> _DIRECTIONS_: Lines with "value": pull these out of the listing below.

::: DATA PROVIDED :::

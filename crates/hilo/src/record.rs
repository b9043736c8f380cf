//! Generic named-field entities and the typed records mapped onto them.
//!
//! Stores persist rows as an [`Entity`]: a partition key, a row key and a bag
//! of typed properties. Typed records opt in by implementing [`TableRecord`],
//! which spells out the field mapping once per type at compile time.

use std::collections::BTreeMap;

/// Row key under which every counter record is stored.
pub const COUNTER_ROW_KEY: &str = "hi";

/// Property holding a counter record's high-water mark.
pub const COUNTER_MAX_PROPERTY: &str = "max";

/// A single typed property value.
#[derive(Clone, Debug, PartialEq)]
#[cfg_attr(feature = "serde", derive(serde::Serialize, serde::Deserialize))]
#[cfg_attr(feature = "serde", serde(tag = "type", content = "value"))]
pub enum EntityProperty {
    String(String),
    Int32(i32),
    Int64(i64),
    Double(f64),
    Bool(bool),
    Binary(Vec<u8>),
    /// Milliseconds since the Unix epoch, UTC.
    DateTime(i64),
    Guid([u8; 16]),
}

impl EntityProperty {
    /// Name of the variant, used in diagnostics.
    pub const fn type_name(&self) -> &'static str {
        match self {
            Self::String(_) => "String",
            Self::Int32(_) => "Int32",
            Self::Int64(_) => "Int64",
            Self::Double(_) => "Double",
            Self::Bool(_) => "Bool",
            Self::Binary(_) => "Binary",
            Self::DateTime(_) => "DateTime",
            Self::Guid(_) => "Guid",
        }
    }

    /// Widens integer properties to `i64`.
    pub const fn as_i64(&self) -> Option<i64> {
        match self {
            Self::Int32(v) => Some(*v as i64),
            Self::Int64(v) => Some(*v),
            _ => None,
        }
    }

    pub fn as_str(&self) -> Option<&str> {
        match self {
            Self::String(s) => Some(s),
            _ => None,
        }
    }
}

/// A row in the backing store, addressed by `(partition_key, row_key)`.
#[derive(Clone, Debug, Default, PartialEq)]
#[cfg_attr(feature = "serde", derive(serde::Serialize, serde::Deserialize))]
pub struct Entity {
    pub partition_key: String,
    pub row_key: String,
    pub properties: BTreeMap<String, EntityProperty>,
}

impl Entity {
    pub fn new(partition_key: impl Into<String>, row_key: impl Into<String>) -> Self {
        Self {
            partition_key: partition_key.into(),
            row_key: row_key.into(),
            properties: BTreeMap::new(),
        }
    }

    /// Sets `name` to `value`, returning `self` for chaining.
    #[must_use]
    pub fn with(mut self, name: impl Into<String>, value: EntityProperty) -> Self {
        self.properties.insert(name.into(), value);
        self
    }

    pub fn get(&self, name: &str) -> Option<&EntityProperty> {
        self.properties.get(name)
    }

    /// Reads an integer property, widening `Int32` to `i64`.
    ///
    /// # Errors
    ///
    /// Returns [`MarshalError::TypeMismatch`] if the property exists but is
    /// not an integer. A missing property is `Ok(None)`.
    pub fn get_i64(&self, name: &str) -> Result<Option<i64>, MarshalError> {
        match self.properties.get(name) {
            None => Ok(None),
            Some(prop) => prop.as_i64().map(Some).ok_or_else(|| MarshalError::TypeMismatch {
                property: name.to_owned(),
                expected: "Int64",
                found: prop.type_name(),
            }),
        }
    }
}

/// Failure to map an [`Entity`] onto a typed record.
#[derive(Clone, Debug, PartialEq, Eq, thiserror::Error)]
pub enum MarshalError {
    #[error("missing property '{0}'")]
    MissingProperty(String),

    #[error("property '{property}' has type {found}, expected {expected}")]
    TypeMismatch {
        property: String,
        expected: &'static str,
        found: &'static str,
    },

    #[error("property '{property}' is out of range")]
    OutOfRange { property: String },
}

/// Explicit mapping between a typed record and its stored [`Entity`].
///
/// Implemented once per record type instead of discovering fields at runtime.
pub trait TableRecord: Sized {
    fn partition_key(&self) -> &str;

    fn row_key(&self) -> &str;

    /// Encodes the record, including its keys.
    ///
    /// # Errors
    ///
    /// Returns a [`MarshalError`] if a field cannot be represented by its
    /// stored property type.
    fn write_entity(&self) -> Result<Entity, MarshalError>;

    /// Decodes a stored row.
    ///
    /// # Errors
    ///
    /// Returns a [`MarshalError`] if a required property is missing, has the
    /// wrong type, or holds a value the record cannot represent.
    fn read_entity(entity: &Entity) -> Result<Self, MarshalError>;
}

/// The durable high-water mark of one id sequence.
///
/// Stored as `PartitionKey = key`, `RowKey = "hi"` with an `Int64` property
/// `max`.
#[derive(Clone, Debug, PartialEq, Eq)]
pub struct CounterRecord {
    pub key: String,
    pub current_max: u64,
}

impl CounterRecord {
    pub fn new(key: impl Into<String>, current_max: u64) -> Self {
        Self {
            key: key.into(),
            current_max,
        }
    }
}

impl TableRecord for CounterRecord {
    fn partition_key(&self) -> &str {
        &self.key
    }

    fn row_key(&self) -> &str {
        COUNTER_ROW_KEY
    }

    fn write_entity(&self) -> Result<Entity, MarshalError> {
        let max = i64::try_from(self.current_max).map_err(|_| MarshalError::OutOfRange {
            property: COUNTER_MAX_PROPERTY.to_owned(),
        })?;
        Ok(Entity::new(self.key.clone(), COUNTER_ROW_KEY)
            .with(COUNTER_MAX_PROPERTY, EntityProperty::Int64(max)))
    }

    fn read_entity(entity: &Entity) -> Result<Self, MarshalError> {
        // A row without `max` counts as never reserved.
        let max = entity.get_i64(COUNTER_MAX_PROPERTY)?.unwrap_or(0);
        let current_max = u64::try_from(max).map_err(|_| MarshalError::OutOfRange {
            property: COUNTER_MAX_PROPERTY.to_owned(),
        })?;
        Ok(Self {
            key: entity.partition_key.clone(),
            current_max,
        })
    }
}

:::

> _WRITTEN ANSWER_:
/// A single typed property value.
#[cfg_attr(feature = "serde", serde(tag = "type", content = "value"))]
    /// Sets `name` to `value`, returning `self` for chaining.
    pub fn with(mut self, name: impl Into<String>, value: EntityProperty) -> Self {
        self.properties.insert(name.into(), value);
    /// wrong type, or holds a value the record cannot represent.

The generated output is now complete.